Greens Candidate for Richmond, Dawn Walker, said Labor joined with the government last week in the senate to shut down the Greens attempt to give landowners a say over mining on their land ‘despite strong community support’.

But Labor’s federal Richmond MP Justine Elliot deflected the criticism, saying land access ‘is within the jurisdiction and responsibility of state governments’, and that landowners should be allowed to refuse CSG mining on their properties.

Mrs Elliot blamed the National Party for expanding coal-seam gas across NSW and that state Labor had a CSG moratorium bill before the NSW upper house ‘that would protect our region from this industry’.

‘It is the National’s pro-CSG expansion agenda across the north coast that threatens our way of life: they have broken all their election promises about CSG licences and they can’t be trusted,’ the MP said.

But Ms Walker said voting down the Greens bill was ‘another disappointing example of Labor and the Nationals ignoring the voices of hundreds of people and organisations that contributed to this inquiry, with 95 per cent of them supporting the bill’.

‘Rather than allow landholders the right to say no to coal and gas mining on their land and to ban fracking, Labor and the Nationals stood with the big mining companies,’ Ms Walker said.

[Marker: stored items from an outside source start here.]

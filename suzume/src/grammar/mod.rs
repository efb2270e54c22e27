/*
 * Copyright (c) 2024 Libraz Team
 *
 * Licensed under the Apache License, Version 2.0 (the "License");
 * you may not use this file except in compliance with the License.
 * You may obtain a copy of the License at
 *
 *     http://www.apache.org/licenses/LICENSE-2.0
 *
 * Unless required by applicable law or agreed to in writing, software
 * distributed under the License is distributed on an "AS IS" BASIS,
 * WITHOUT WARRANTIES OR CONDITIONS OF ANY KIND, either express or implied.
 * See the License for the specific language governing permissions and
 * limitations under the License.
 */

//! Japanese grammar: conjugation forms and the inflection analyzer that
//! recognizes conjugated verb/adjective surfaces.

use std::fmt::{Display, Formatter};

use serde::Serialize;

pub mod inflection;

/// The inflectional slot a surface occupies
#[derive(Clone, Copy, Debug, Eq, PartialEq, Hash, Serialize)]
pub enum ConjForm {
    /// Dictionary form (終止形 is identical for this analysis)
    Base,
    /// 未然形 — irrealis (negative, passive, causative stems)
    Mizenkei,
    /// 連用形 — continuative (masu stem, te/ta forms without onbin)
    Renyokei,
    /// 終止形 — terminal, kept distinct for callers that care
    Shushikei,
    /// 連体形 — attributive
    Rentaikei,
    /// 仮定形 — hypothetical (ば)
    Kateikei,
    /// 命令形 — imperative
    Meireikei,
    /// 意志形 — volitional (う/よう)
    Ishikei,
    /// 音便形 — euphonic (って/んで/いた...)
    Onbinkei,
}

impl ConjForm {
    pub fn as_str(&self) -> &'static str {
        match self {
            ConjForm::Base => "BASE",
            ConjForm::Mizenkei => "MIZENKEI",
            ConjForm::Renyokei => "RENYOKEI",
            ConjForm::Shushikei => "SHUSHIKEI",
            ConjForm::Rentaikei => "RENTAIKEI",
            ConjForm::Kateikei => "KATEIKEI",
            ConjForm::Meireikei => "MEIREIKEI",
            ConjForm::Ishikei => "ISHIKEI",
            ConjForm::Onbinkei => "ONBINKEI",
        }
    }
}

impl Display for ConjForm {
    fn fmt(&self, f: &mut Formatter<'_>) -> std::fmt::Result {
        f.write_str(self.as_str())
    }
}
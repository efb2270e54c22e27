/*
 * Copyright (c) 2024 Libraz Team
 *
 * Licensed under the Apache License, Version 2.0 (the "License");
 * you may not use this file except in compliance with the License.
 * You may obtain a copy of the License at
 *
 *     http://www.apache.org/licenses/LICENSE-2.0
 *
 * Unless required by applicable law or agreed to in writing, software
 * distributed under the License is distributed on an "AS IS" BASIS,
 * WITHOUT WARRANTIES OR CONDITIONS OF ANY KIND, either express or implied.
 * See the License for the specific language governing permissions and
 * limitations under the License.
 */

use thiserror::Error;

use crate::dic::header::HeaderError;

pub type SuzumeResult<T> = Result<T, SuzumeError>;

/// Suzume error
#[derive(Error, Debug)]
#[non_exhaustive]
pub enum SuzumeError {
    #[error("{context}: {cause}")]
    ErrWithContext {
        context: String,
        cause: Box<SuzumeError>,
    },

    #[error("{context}: {cause}")]
    Io {
        cause: std::io::Error,
        context: String,
    },

    #[error("Invalid UTF-8 input")]
    InvalidUtf8,

    #[error("File not found: {0}")]
    FileNotFound(String),

    #[error("Parse error at line {line}: {message}")]
    ParseError { line: usize, message: String },

    #[error("Invalid header: {0}")]
    InvalidHeader(#[from] HeaderError),

    #[error("Invalid input: {0}")]
    InvalidInput(String),

    #[error("Internal error: {0}")]
    InternalError(String),
}

impl From<std::io::Error> for SuzumeError {
    fn from(e: std::io::Error) -> Self {
        SuzumeError::Io {
            cause: e,
            context: String::from("IO Error"),
        }
    }
}

impl SuzumeError {
    pub fn with_context<S: Into<String>>(self, ctx: S) -> Self {
        match self {
            SuzumeError::Io { cause, .. } => SuzumeError::Io {
                cause,
                context: ctx.into(),
            },
            cause => SuzumeError::ErrWithContext {
                cause: Box::new(cause),
                context: ctx.into(),
            },
        }
    }

    pub fn parse<S: Into<String>>(line: usize, message: S) -> Self {
        SuzumeError::ParseError {
            line,
            message: message.into(),
        }
    }
}
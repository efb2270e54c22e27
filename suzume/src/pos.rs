/*
 * Copyright (c) 2024 Libraz Team
 *
 * Licensed under the Apache License, Version 2.0 (the "License");
 * you may not use this file except in compliance with the License.
 * You may obtain a copy of the License at
 *
 *     http://www.apache.org/licenses/LICENSE-2.0
 *
 * Unless required by applicable law or agreed to in writing, software
 * distributed under the License is distributed on an "AS IS" BASIS,
 * WITHOUT WARRANTIES OR CONDITIONS OF ANY KIND, either express or implied.
 * See the License for the specific language governing permissions and
 * limitations under the License.
 */

//! Part-of-speech and conjugation-type enumerations shared by the whole
//! pipeline. The numeric values of both enums are persisted in the binary
//! dictionary format and must not be reordered.

use std::fmt::{Display, Formatter};
use std::str::FromStr;

use serde::Serialize;

/// Part of speech, minimal closed set
#[derive(Clone, Copy, Debug, Eq, PartialEq, Hash, Serialize)]
#[repr(u8)]
pub enum PartOfSpeech {
    Unknown = 0,
    Noun = 1,
    Verb = 2,
    Adjective = 3,
    Adverb = 4,
    Particle = 5,
    Auxiliary = 6,
    Conjunction = 7,
    Determiner = 8,
    Pronoun = 9,
    Symbol = 10,
    Other = 11,
}

impl PartOfSpeech {
    /// Stable string surface used by output formats and tests
    pub fn as_str(&self) -> &'static str {
        match self {
            PartOfSpeech::Noun => "NOUN",
            PartOfSpeech::Verb => "VERB",
            PartOfSpeech::Adjective => "ADJ",
            PartOfSpeech::Adverb => "ADV",
            PartOfSpeech::Particle => "PARTICLE",
            PartOfSpeech::Auxiliary => "AUX",
            PartOfSpeech::Conjunction => "CONJ",
            PartOfSpeech::Determiner => "DET",
            PartOfSpeech::Pronoun => "PRON",
            PartOfSpeech::Symbol => "SYMBOL",
            PartOfSpeech::Other | PartOfSpeech::Unknown => "OTHER",
        }
    }

    /// Japanese name, used by the `-f tsv` output
    pub fn as_japanese(&self) -> &'static str {
        match self {
            PartOfSpeech::Noun => "名詞",
            PartOfSpeech::Verb => "動詞",
            PartOfSpeech::Adjective => "形容詞",
            PartOfSpeech::Adverb => "副詞",
            PartOfSpeech::Particle => "助詞",
            PartOfSpeech::Auxiliary => "助動詞",
            PartOfSpeech::Conjunction => "接続詞",
            PartOfSpeech::Determiner => "連体詞",
            PartOfSpeech::Pronoun => "代名詞",
            PartOfSpeech::Symbol => "記号",
            PartOfSpeech::Other | PartOfSpeech::Unknown => "その他",
        }
    }

    pub fn from_u8(v: u8) -> PartOfSpeech {
        match v {
            1 => PartOfSpeech::Noun,
            2 => PartOfSpeech::Verb,
            3 => PartOfSpeech::Adjective,
            4 => PartOfSpeech::Adverb,
            5 => PartOfSpeech::Particle,
            6 => PartOfSpeech::Auxiliary,
            7 => PartOfSpeech::Conjunction,
            8 => PartOfSpeech::Determiner,
            9 => PartOfSpeech::Pronoun,
            10 => PartOfSpeech::Symbol,
            11 => PartOfSpeech::Other,
            _ => PartOfSpeech::Unknown,
        }
    }

    /// Content words carry meaning on their own and qualify for tags
    pub fn is_content_word(&self) -> bool {
        matches!(
            self,
            PartOfSpeech::Noun | PartOfSpeech::Verb | PartOfSpeech::Adjective | PartOfSpeech::Adverb
        )
    }

    pub fn is_function_word(&self) -> bool {
        matches!(self, PartOfSpeech::Particle | PartOfSpeech::Auxiliary)
    }
}

impl FromStr for PartOfSpeech {
    type Err = String;

    /// Accepts the output surface plus the synonyms used in dictionary
    /// sources (long English names and Japanese names)
    fn from_str(s: &str) -> Result<Self, Self::Err> {
        match s {
            "NOUN" | "名詞" => Ok(PartOfSpeech::Noun),
            // proper nouns fold into nouns; the analysis does not keep them apart
            "PROPN" => Ok(PartOfSpeech::Noun),
            "VERB" | "動詞" => Ok(PartOfSpeech::Verb),
            "ADJ" | "ADJECTIVE" | "形容詞" => Ok(PartOfSpeech::Adjective),
            "ADV" | "ADVERB" | "副詞" => Ok(PartOfSpeech::Adverb),
            "PARTICLE" | "助詞" => Ok(PartOfSpeech::Particle),
            "AUX" | "AUXILIARY" | "助動詞" => Ok(PartOfSpeech::Auxiliary),
            "CONJ" | "CONJUNCTION" | "接続詞" => Ok(PartOfSpeech::Conjunction),
            "DET" | "DETERMINER" | "連体詞" => Ok(PartOfSpeech::Determiner),
            "PRON" | "PRONOUN" | "代名詞" => Ok(PartOfSpeech::Pronoun),
            "SYM" | "SYMBOL" | "記号" => Ok(PartOfSpeech::Symbol),
            "PHRASE" | "INTJ" | "OTHER" | "その他" => Ok(PartOfSpeech::Other),
            _ => Err(format!("invalid part of speech: {}", s)),
        }
    }
}

impl Display for PartOfSpeech {
    fn fmt(&self, f: &mut Formatter<'_>) -> std::fmt::Result {
        f.write_str(self.as_str())
    }
}

/// Conjugation paradigm of a verb or adjective
#[derive(Clone, Copy, Debug, Eq, PartialEq, Hash, Serialize)]
#[repr(u8)]
pub enum ConjugationType {
    None = 0,
    Ichidan = 1,
    GodanKa = 2,
    GodanGa = 3,
    GodanSa = 4,
    GodanTa = 5,
    GodanNa = 6,
    GodanBa = 7,
    GodanMa = 8,
    GodanRa = 9,
    GodanWa = 10,
    Suru = 11,
    Kuru = 12,
    IAdjective = 13,
    NaAdjective = 14,
}

impl ConjugationType {
    pub fn as_str(&self) -> &'static str {
        match self {
            ConjugationType::None => "NONE",
            ConjugationType::Ichidan => "ICHIDAN",
            ConjugationType::GodanKa => "GODAN_KA",
            ConjugationType::GodanGa => "GODAN_GA",
            ConjugationType::GodanSa => "GODAN_SA",
            ConjugationType::GodanTa => "GODAN_TA",
            ConjugationType::GodanNa => "GODAN_NA",
            ConjugationType::GodanBa => "GODAN_BA",
            ConjugationType::GodanMa => "GODAN_MA",
            ConjugationType::GodanRa => "GODAN_RA",
            ConjugationType::GodanWa => "GODAN_WA",
            ConjugationType::Suru => "SURU",
            ConjugationType::Kuru => "KURU",
            ConjugationType::IAdjective => "I_ADJ",
            ConjugationType::NaAdjective => "NA_ADJ",
        }
    }

    pub fn from_u8(v: u8) -> ConjugationType {
        match v {
            1 => ConjugationType::Ichidan,
            2 => ConjugationType::GodanKa,
            3 => ConjugationType::GodanGa,
            4 => ConjugationType::GodanSa,
            5 => ConjugationType::GodanTa,
            6 => ConjugationType::GodanNa,
            7 => ConjugationType::GodanBa,
            8 => ConjugationType::GodanMa,
            9 => ConjugationType::GodanRa,
            10 => ConjugationType::GodanWa,
            11 => ConjugationType::Suru,
            12 => ConjugationType::Kuru,
            13 => ConjugationType::IAdjective,
            14 => ConjugationType::NaAdjective,
            _ => ConjugationType::None,
        }
    }

    /// Godan paradigms share the onbin/te-form machinery
    pub fn is_godan(&self) -> bool {
        matches!(
            self,
            ConjugationType::GodanKa
                | ConjugationType::GodanGa
                | ConjugationType::GodanSa
                | ConjugationType::GodanTa
                | ConjugationType::GodanNa
                | ConjugationType::GodanBa
                | ConjugationType::GodanMa
                | ConjugationType::GodanRa
                | ConjugationType::GodanWa
        )
    }
}

impl FromStr for ConjugationType {
    type Err = String;

    fn from_str(s: &str) -> Result<Self, Self::Err> {
        match s {
            "" | "NONE" => Ok(ConjugationType::None),
            "ICHIDAN" => Ok(ConjugationType::Ichidan),
            "GODAN_KA" => Ok(ConjugationType::GodanKa),
            "GODAN_GA" => Ok(ConjugationType::GodanGa),
            "GODAN_SA" => Ok(ConjugationType::GodanSa),
            "GODAN_TA" => Ok(ConjugationType::GodanTa),
            "GODAN_NA" => Ok(ConjugationType::GodanNa),
            "GODAN_BA" => Ok(ConjugationType::GodanBa),
            "GODAN_MA" => Ok(ConjugationType::GodanMa),
            "GODAN_RA" => Ok(ConjugationType::GodanRa),
            "GODAN_WA" => Ok(ConjugationType::GodanWa),
            "SURU" => Ok(ConjugationType::Suru),
            "KURU" => Ok(ConjugationType::Kuru),
            "I_ADJ" => Ok(ConjugationType::IAdjective),
            "NA_ADJ" => Ok(ConjugationType::NaAdjective),
            _ => Err(format!("invalid conjugation type: {}", s)),
        }
    }
}

impl Display for ConjugationType {
    fn fmt(&self, f: &mut Formatter<'_>) -> std::fmt::Result {
        f.write_str(self.as_str())
    }
}

#[cfg(test)]
mod tests {
    use super::*;

    #[test]
    fn pos_string_round_trip() {
        let all = [
            PartOfSpeech::Noun,
            PartOfSpeech::Verb,
            PartOfSpeech::Adjective,
            PartOfSpeech::Adverb,
            PartOfSpeech::Particle,
            PartOfSpeech::Auxiliary,
            PartOfSpeech::Conjunction,
            PartOfSpeech::Determiner,
            PartOfSpeech::Pronoun,
            PartOfSpeech::Symbol,
            PartOfSpeech::Other,
        ];
        for pos in &all {
            assert_eq!(*pos, pos.as_str().parse().unwrap());
        }
    }

    #[test]
    fn pos_synonyms() {
        assert_eq!(PartOfSpeech::Noun, "名詞".parse().unwrap());
        assert_eq!(PartOfSpeech::Noun, "PROPN".parse().unwrap());
        assert_eq!(PartOfSpeech::Adjective, "ADJECTIVE".parse().unwrap());
        assert_eq!(PartOfSpeech::Other, "INTJ".parse().unwrap());
        assert_eq!(PartOfSpeech::Other, "PHRASE".parse().unwrap());
        assert!("FOO".parse::<PartOfSpeech>().is_err());
    }

    #[test]
    fn conj_type_numeric_round_trip() {
        for v in 0u8..=14 {
            let ct = ConjugationType::from_u8(v);
            assert_eq!(ct as u8, v);
        }
        assert_eq!(ConjugationType::from_u8(200), ConjugationType::None);
    }

    #[test]
    fn content_and_function_words() {
        assert!(PartOfSpeech::Noun.is_content_word());
        assert!(PartOfSpeech::Adverb.is_content_word());
        assert!(!PartOfSpeech::Particle.is_content_word());
        assert!(PartOfSpeech::Particle.is_function_word());
        assert!(PartOfSpeech::Auxiliary.is_function_word());
        assert!(!PartOfSpeech::Symbol.is_function_word());
    }
}
/*
 * Copyright (c) 2024 Libraz Team
 *
 * Licensed under the Apache License, Version 2.0 (the "License");
 * you may not use this file except in compliance with the License.
 * You may obtain a copy of the License at
 *
 *     http://www.apache.org/licenses/LICENSE-2.0
 *
 * Unless required by applicable law or agreed to in writing, software
 * distributed under the License is distributed on an "AS IS" BASIS,
 * WITHOUT WARRANTIES OR CONDITIONS OF ANY KIND, either express or implied.
 * See the License for the specific language governing permissions and
 * limitations under the License.
 */

use std::io::Write;
use std::str::FromStr;

use suzume::prelude::*;

/// Output rendering of one analysis
#[derive(Clone, Copy, Debug, Eq, PartialEq)]
pub enum OutputFormat {
    Morpheme,
    Tags,
    Json,
    Tsv,
}

impl FromStr for OutputFormat {
    type Err = &'static str;

    fn from_str(s: &str) -> Result<Self, Self::Err> {
        match s {
            "morpheme" => Ok(OutputFormat::Morpheme),
            "tags" => Ok(OutputFormat::Tags),
            "json" => Ok(OutputFormat::Json),
            "tsv" => Ok(OutputFormat::Tsv),
            _ => Err("format must be one of \"morpheme\", \"tags\", \"json\", or \"tsv\""),
        }
    }
}

pub fn write_result<W: Write>(
    writer: &mut W,
    suzume: &Suzume,
    text: &str,
    format: OutputFormat,
) -> std::io::Result<()> {
    match format {
        OutputFormat::Morpheme => {
            for m in suzume.analyze(text) {
                writeln!(
                    writer,
                    "{}\t{}\t{}\t{}",
                    m.surface,
                    m.pos.as_str(),
                    m.lemma,
                    m.conj_form.as_str()
                )?;
            }
            writeln!(writer, "EOS")?;
        }
        OutputFormat::Tags => {
            writeln!(writer, "{}", suzume.generate_tags(text).join(", "))?;
        }
        OutputFormat::Json => {
            let morphemes = suzume.analyze(text);
            writeln!(writer, "{}", serde_json::to_string(&morphemes)?)?;
        }
        OutputFormat::Tsv => {
            for m in suzume.analyze(text) {
                writeln!(
                    writer,
                    "{}\t{}\t{}\t{}\t{}",
                    m.surface,
                    m.pos.as_japanese(),
                    m.lemma,
                    m.reading,
                    m.conj_type.as_str()
                )?;
            }
        }
    }
    Ok(())
}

‘The balance of influence in Canberra at the moment is not with the landholders but is hopelessly skewed towards big coal and gas.

‘It’s disappointing that Labor and the Nationals can sit and listen to the impassioned plea from our farmers and landholders but at the end of the day they side with the big mining companies who have given them large political donations.

‘Farmers, like our landholders in the northern rivers just cannot compete with this influence.

‘I will continue to stand strong with local farmers, traditional owners and northern rivers councils, who want to protect their land, water and climate.

‘Our representatives in Canberra need to listen to the community instead of their big mining donors, and transition away from polluting fossil fuels towards a clean energy future,’ Ms Walker said.

The war of words comes as Lock the Gate says NSW is set to release new areas to CSG exoploration and that farmland and water catchments are still not safe.

Last week, the government launched a Strategic Release Framework for Coal and Petroleum, which will reopen the state to new applications for coal seam gas exploration and harmonise the release processes for coal and gas exploration titles.

But Lock the Gate Alliance says that the government has squibbed on setting hard constraints against coal seam gas anywhere but the Hunter Valley horse breeding and winegrowing lands, and that critical farmland and precious water resources in the rest of the state will now once again be under threat.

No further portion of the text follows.